What the Timeline Looks Like
Pulmonary hypertension is classified into four functional classes based on how much physical activity a person can tolerate. Patients in the earliest stages (classes I and II) have a three-year survival rate near 78%. Those in advanced stages (classes III and IV) see that number drop to about 55% at three years. Historically, before modern treatments were available, patients who reached the most severe functional class had a median survival of roughly six months.
Modern therapies have extended these timelines, but the trajectory remains the same: a period of relative stability, followed by a steeper decline as the heart loses its ability to compensate. The final weeks often bring a noticeable shift, with increasing fatigue, more frequent breathlessness at rest, worsening fluid retention, and growing difficulty staying alert. For families watching this progression, understanding that this decline is expected can help with planning and emotional preparation.
What Can Be Done About Pain
Pain in advanced pulmonary hypertension is manageable.

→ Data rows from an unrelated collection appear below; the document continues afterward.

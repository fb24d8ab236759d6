//! Character spans over a paper's concatenated text.
//!
//! Every offset in this crate is a character offset (not a byte offset) into
//! the shared coordinate space `"{title} {abstract}"`, matching the
//! conventions of the PubTator annotation format. A [`TextSpan`] is parsed
//! once, at construction, against its own literal text; downstream code can
//! then rely on `start < stop` and `stop - start == text.chars().count()`
//! without re-checking.

use crate::error::{Error, Result};
use serde::{Deserialize, Serialize};
use std::cmp::Ordering;
use std::fmt;

/// A half-open character interval `[start, stop)` carrying the literal
/// substring it denotes.
///
/// Ordering is by `start`, tie-broken by `stop` ascending. This total order
/// is what the linear sentence/annotation alignment sweep relies on.
#[derive(Debug, Clone, PartialEq, Eq, Hash, Serialize, Deserialize)]
pub struct TextSpan {
    text: String,
    start: usize,
    stop: usize,
}

impl TextSpan {
    /// Create a span, validating offset/text consistency.
    ///
    /// # Errors
    ///
    /// Fails if `start >= stop` or if the character length of `text` does
    /// not equal `stop - start`.
    pub fn new(text: impl Into<String>, start: usize, stop: usize) -> Result<Self> {
        let text = text.into();
        if start >= stop {
            return Err(Error::SpanFormat {
                start,
                stop,
                text,
                reason: "start must be strictly less than stop".into(),
            });
        }
        let chars = text.chars().count();
        if chars != stop - start {
            return Err(Error::SpanFormat {
                start,
                stop,
                text,
                reason: format!("text is {} characters, span covers {}", chars, stop - start),
            });
        }
        Ok(Self { text, start, stop })
    }

    /// The literal text this span denotes.
    #[must_use]
    pub fn text(&self) -> &str {
        &self.text
    }

    /// Start offset (characters, inclusive).
    #[must_use]
    pub fn start(&self) -> usize {
        self.start
    }

    /// Stop offset (characters, exclusive).
    #[must_use]
    pub fn stop(&self) -> usize {
        self.stop
    }

    /// Length in characters.
    #[must_use]
    pub fn len(&self) -> usize {
        self.stop - self.start
    }

    /// Spans are never empty; kept for API symmetry.
    #[must_use]
    pub fn is_empty(&self) -> bool {
        false
    }

    /// Whether `other` lies fully within this span.
    #[must_use]
    pub fn contains(&self, other: &TextSpan) -> bool {
        other.start >= self.start && other.stop <= self.stop
    }

    /// Whether the two spans share at least one character position.
    #[must_use]
    pub fn overlaps(&self, other: &TextSpan) -> bool {
        !(self.stop <= other.start || other.stop <= self.start)
    }
}

impl Ord for TextSpan {
    fn cmp(&self, other: &Self) -> Ordering {
        self.start
            .cmp(&other.start)
            .then_with(|| self.stop.cmp(&other.stop))
            .then_with(|| self.text.cmp(&other.text))
    }
}

impl PartialOrd for TextSpan {
    fn partial_cmp(&self, other: &Self) -> Option<Ordering> {
        Some(self.cmp(other))
    }
}

impl fmt::Display for TextSpan {
    fn fmt(&self, f: &mut fmt::Formatter<'_>) -> fmt::Result {
        write!(f, "{:?}@[{}, {})", self.text, self.start, self.stop)
    }
}

/// Slice `text` by character offsets. Returns `None` if either offset is
/// past the end of the text.
pub(crate) fn char_slice(text: &str, start: usize, stop: usize) -> Option<&str> {
    if start > stop {
        return None;
    }
    let byte_start = char_to_byte(text, start)?;
    let byte_stop = char_to_byte(text, stop)?;
    text.get(byte_start..byte_stop)
}

/// Convert a character offset to a byte offset. `char_count(text)` maps to
/// `text.len()`.
fn char_to_byte(text: &str, char_idx: usize) -> Option<usize> {
    text.char_indices()
        .map(|(i, _)| i)
        .chain(std::iter::once(text.len()))
        .nth(char_idx)
}
//! Chemical-disease relation pairs and the gold standard.

use crate::error::{Error, Result};
use crate::ontology::ConceptIdentitySet;
use serde::{Deserialize, Serialize};
use std::fmt;

/// A predicted `(chemical, disease)` pair of bare MeSH codes.
///
/// These are the elements of the three partition sets on
/// [`crate::paper::RelationPartition`].
#[derive(Debug, Clone, PartialEq, Eq, Hash, PartialOrd, Ord, Serialize, Deserialize)]
pub struct RelationPair {
    /// MeSH code of the chemical concept.
    pub chemical: String,
    /// MeSH code of the disease concept.
    pub disease: String,
}

impl RelationPair {
    /// Create a pair from bare MeSH codes.
    #[must_use]
    pub fn new(chemical: impl Into<String>, disease: impl Into<String>) -> Self {
        Self {
            chemical: chemical.into(),
            disease: disease.into(),
        }
    }
}

impl fmt::Display for RelationPair {
    fn fmt(&self, f: &mut fmt::Formatter<'_>) -> fmt::Result {
        write!(f, "({}, {})", self.chemical, self.disease)
    }
}

/// Which part of the three-way partition a pair landed in.
#[derive(Debug, Clone, Copy, PartialEq, Eq, Hash, Serialize, Deserialize)]
pub enum RelationOrigin {
    /// The pair matched the chemical-induced-disease surface pattern in at
    /// least one sentence.
    Cid,
    /// The two concepts co-occur in at least one sentence, but never in CID
    /// configuration.
    SentenceNonCid,
    /// The two concepts never co-occur within a single sentence.
    NotSentenceBound,
}

impl RelationOrigin {
    /// All origins, in partition order.
    pub const ALL: [RelationOrigin; 3] = [
        RelationOrigin::Cid,
        RelationOrigin::SentenceNonCid,
        RelationOrigin::NotSentenceBound,
    ];

    /// Convert to the label used in serialized output and work units.
    #[must_use]
    pub fn as_label(&self) -> &str {
        match self {
            RelationOrigin::Cid => "CID",
            RelationOrigin::SentenceNonCid => "sentence_non_CID",
            RelationOrigin::NotSentenceBound => "not_sentence_bound",
        }
    }

    /// Parse from a partition label.
    #[must_use]
    pub fn from_label(label: &str) -> Option<Self> {
        match label {
            "CID" => Some(RelationOrigin::Cid),
            "sentence_non_CID" => Some(RelationOrigin::SentenceNonCid),
            "not_sentence_bound" => Some(RelationOrigin::NotSentenceBound),
            _ => None,
        }
    }
}

impl fmt::Display for RelationOrigin {
    fn fmt(&self, f: &mut fmt::Formatter<'_>) -> fmt::Result {
        write!(f, "{}", self.as_label())
    }
}

/// A human-curated true relation from the gold standard.
///
/// Gold identifiers may be compound (several alternate ids for one concept),
/// so matching against predictions uses set intersection on each side. That
/// predicate is **not** an equivalence relation: `a` can intersect `b` and
/// `b` intersect `c` while `a` and `c` are disjoint. It is therefore exposed
/// as the explicit [`GoldRelation::intersects`] / [`GoldRelation::matches_pair`]
/// methods and never as `PartialEq` (which remains plain structural
/// equality). Callers must use linear scans, not hash-set membership, when
/// matching with it — see [`crate::eval`].
#[derive(Debug, Clone, PartialEq, Eq, Serialize, Deserialize)]
pub struct GoldRelation {
    chemical: ConceptIdentitySet,
    disease: ConceptIdentitySet,
}

impl GoldRelation {
    /// Parse a gold relation from raw identifier texts.
    ///
    /// # Errors
    ///
    /// Fails if either side is malformed or carries no MeSH identifier
    /// (gold relations are defined over MeSH concepts only).
    pub fn new(chemical_text: &str, disease_text: &str) -> Result<Self> {
        let chemical = ConceptIdentitySet::parse_compound(chemical_text)?;
        let disease = ConceptIdentitySet::parse_compound(disease_text)?;
        if !chemical.has_mesh() {
            return Err(Error::identifier(
                chemical_text,
                "gold chemical has no MeSH identifier",
            ));
        }
        if !disease.has_mesh() {
            return Err(Error::identifier(
                disease_text,
                "gold disease has no MeSH identifier",
            ));
        }
        Ok(Self { chemical, disease })
    }

    /// The chemical side's identity set.
    #[must_use]
    pub fn chemical(&self) -> &ConceptIdentitySet {
        &self.chemical
    }

    /// The disease side's identity set.
    #[must_use]
    pub fn disease(&self) -> &ConceptIdentitySet {
        &self.disease
    }

    /// Whether a predicted pair matches this gold relation: the chemical
    /// code appears among the gold chemical's identifiers and likewise for
    /// the disease.
    #[must_use]
    pub fn matches_pair(&self, pair: &RelationPair) -> bool {
        self.chemical
            .iter()
            .any(|id| id.canonical() == pair.chemical)
            && self.disease.iter().any(|id| id.canonical() == pair.disease)
    }

    /// Whether two gold relations share identifiers on both sides.
    ///
    /// Non-transitive by construction; see the type-level docs.
    #[must_use]
    pub fn intersects(&self, other: &GoldRelation) -> bool {
        self.chemical.intersects(&other.chemical) && self.disease.intersects(&other.disease)
    }
}

impl fmt::Display for GoldRelation {
    fn fmt(&self, f: &mut fmt::Formatter<'_>) -> fmt::Result {
        write!(f, "({}, {})", self.chemical, self.disease)
    }
}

Both opioid and non-opioid medications can be tailored to the individual, and palliative medicine specialists are trained to find the right balance between pain relief and alertness. Oral medications are generally preferred over intravenous ones and work equally well for most patients.
The key factor in whether dying from pulmonary hypertension is painful is whether the person has access to good symptom management. Patients who receive coordinated palliative care alongside their regular treatment consistently report better quality of life and less distress. Those who don’t, whether because of late referrals, reluctance to accept palliative support, or gaps in their care team, are more likely to experience uncontrolled pain and breathlessness in their final weeks. The disease itself is serious and physically demanding, but suffering at the end is not inevitable.